◆ Assignment: Could you retype, exactly as written, every line from the top of the records through the line that contains "the protocol API."?
Records: Begin
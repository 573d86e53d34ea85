//! Error module for the Lokahi RPC engine.
//!
//! Failures that belong on the wire (invalid requests, unknown methods, handler
//! errors) are answered as JSON-RPC error responses and never reach this
//! module. What lives here are the library-side errors: configuration
//! problems and API misuse. The module also
//! provides an error reporting hook the engine uses for failures it recovers
//! from internally.

use std::fmt::{Display, Formatter};
use std::sync::Arc;

use once_cell::sync::Lazy;
use parking_lot::{RwLock, RwLockReadGuard};
use thiserror::Error;

pub mod config;
pub mod protocol;

/// Result type alias used throughout the crate.
pub type LokahiResult<T> = Result<T, LokahiError>;

/// Core error enum for the Lokahi RPC engine.
#[derive(Error, Debug)]
pub enum LokahiError {
    /// Errors occurring during configuration loading or validation.
    #[error("Configuration error: {0}")]
    Config(#[from] config::ConfigError),

    /// Errors raised by misuse of the protocol API.
    #[error("Protocol error: {0}")]
    Protocol(#[from] protocol::ProtocolError),

    /// IO errors that may occur during file operations.
    #[error("IO error: {0}")]
    Io(#[from] std::io::Error),

    /// Custom error with message for cases where specific error types are not defined.
    #[error("{0}")]
    Custom(String),
}

/// Error reporting structure to provide context and debugging information.
#[derive(Debug)]
pub struct ErrorContext {
    /// The original error that occurred.
    pub error: LokahiError,

    /// The component where the error occurred.
    pub component: String,

    /// Additional context information to help with debugging.
    pub details: Option<String>,
}

impl ErrorContext {
    /// Creates a new error context with the given error and component.
    pub fn new<S: Into<String>>(error: LokahiError, component: S) -> Self {
        Self {
            error,
            component: component.into(),
            details: None,
        }
    }

    /// Adds detail information to the error context.
    pub fn with_details<S: Into<String>>(mut self, details: S) -> Self {
        self.details = Some(details.into());
        self
    }
}

impl Display for ErrorContext {
    fn fmt(&self, f: &mut Formatter<'_>) -> std::fmt::Result {
        write!(f, "Error in {}: {}", self.component, self.error)?;
        if let Some(details) = &self.details {
            write!(f, "\nDetails: {details}")?;
        }
        Ok(())
    }
}

/// Error reporter trait for reporting errors to various sinks.
pub trait ErrorReporter: Send + Sync + std::fmt::Debug {
    /// Report an error with context.
    fn report(&self, context: ErrorContext);
}

/// A simple error reporter implementation that logs errors using the tracing framework.
#[derive(Default, Debug)]
pub struct TracingErrorReporter;

impl ErrorReporter for TracingErrorReporter {
    fn report(&self, context: ErrorContext) {
        tracing::error!(
            error = %context.error,
            component = %context.component,
            details = context.details.as_deref().unwrap_or("None"),
            "Error reported"
        );
    }
}

/// Global error reporter accessor.
#[derive(Debug, Default)]
pub struct ErrorReporting {
    reporter: Option<Arc<dyn ErrorReporter>>,
}

impl ErrorReporting {
    /// Set the error reporter.
    pub fn set_reporter(&mut self, reporter: Arc<dyn ErrorReporter>) {
        self.reporter = Some(reporter);
    }

    /// Report an error with context.
    pub fn report(&self, context: ErrorContext) {
        match &self.reporter {
            Some(reporter) => reporter.report(context),
            None => TracingErrorReporter.report(context),
        }
    }
}

static ERROR_REPORTING: Lazy<RwLock<ErrorReporting>> =
    Lazy::new(|| RwLock::new(ErrorReporting::default()));

/// Report an error through the global reporter.
pub fn report_error(context: ErrorContext) {
    ERROR_REPORTING.read().report(context);
}

/// Returns read access to the global error reporting slot.
pub fn get_error_reporting() -> RwLockReadGuard<'static, ErrorReporting> {
    ERROR_REPORTING.read()
}

/// Set the global error reporter.
pub fn set_error_reporter(reporter: Arc<dyn ErrorReporter>) {
    ERROR_REPORTING.write().set_reporter(reporter);
}

/// Reports a failure the engine recovered from on its own.
pub(crate) fn report_recovered(component: &str, what: &str) {
    report_error(ErrorContext::new(LokahiError::Custom(what.to_string()), component));
}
Records: End
◆ Solution to this exercise:
repository 573d86e53d34ea85
//! Error module for the Lokahi RPC engine.
//!
//! Failures that belong on the wire (invalid requests, unknown methods, handler
//! errors) are answered as JSON-RPC error responses and never reach this
//! module. What lives here are the library-side errors: configuration
//! problems and API misuse. The module also
//! provides an error reporting hook the engine uses for failures it recovers
//! from internally.

use std::fmt::{Display, Formatter};
use std::sync::Arc;

use once_cell::sync::Lazy;
use parking_lot::{RwLock, RwLockReadGuard};
use thiserror::Error;

pub mod config;
pub mod protocol;

/// Result type alias used throughout the crate.
pub type LokahiResult<T> = Result<T, LokahiError>;

/// Core error enum for the Lokahi RPC engine.
#[derive(Error, Debug)]
pub enum LokahiError {
    /// Errors occurring during configuration loading or validation.
    #[error("Configuration error: {0}")]
    Config(#[from] config::ConfigError),

    /// Errors raised by misuse of the protocol API.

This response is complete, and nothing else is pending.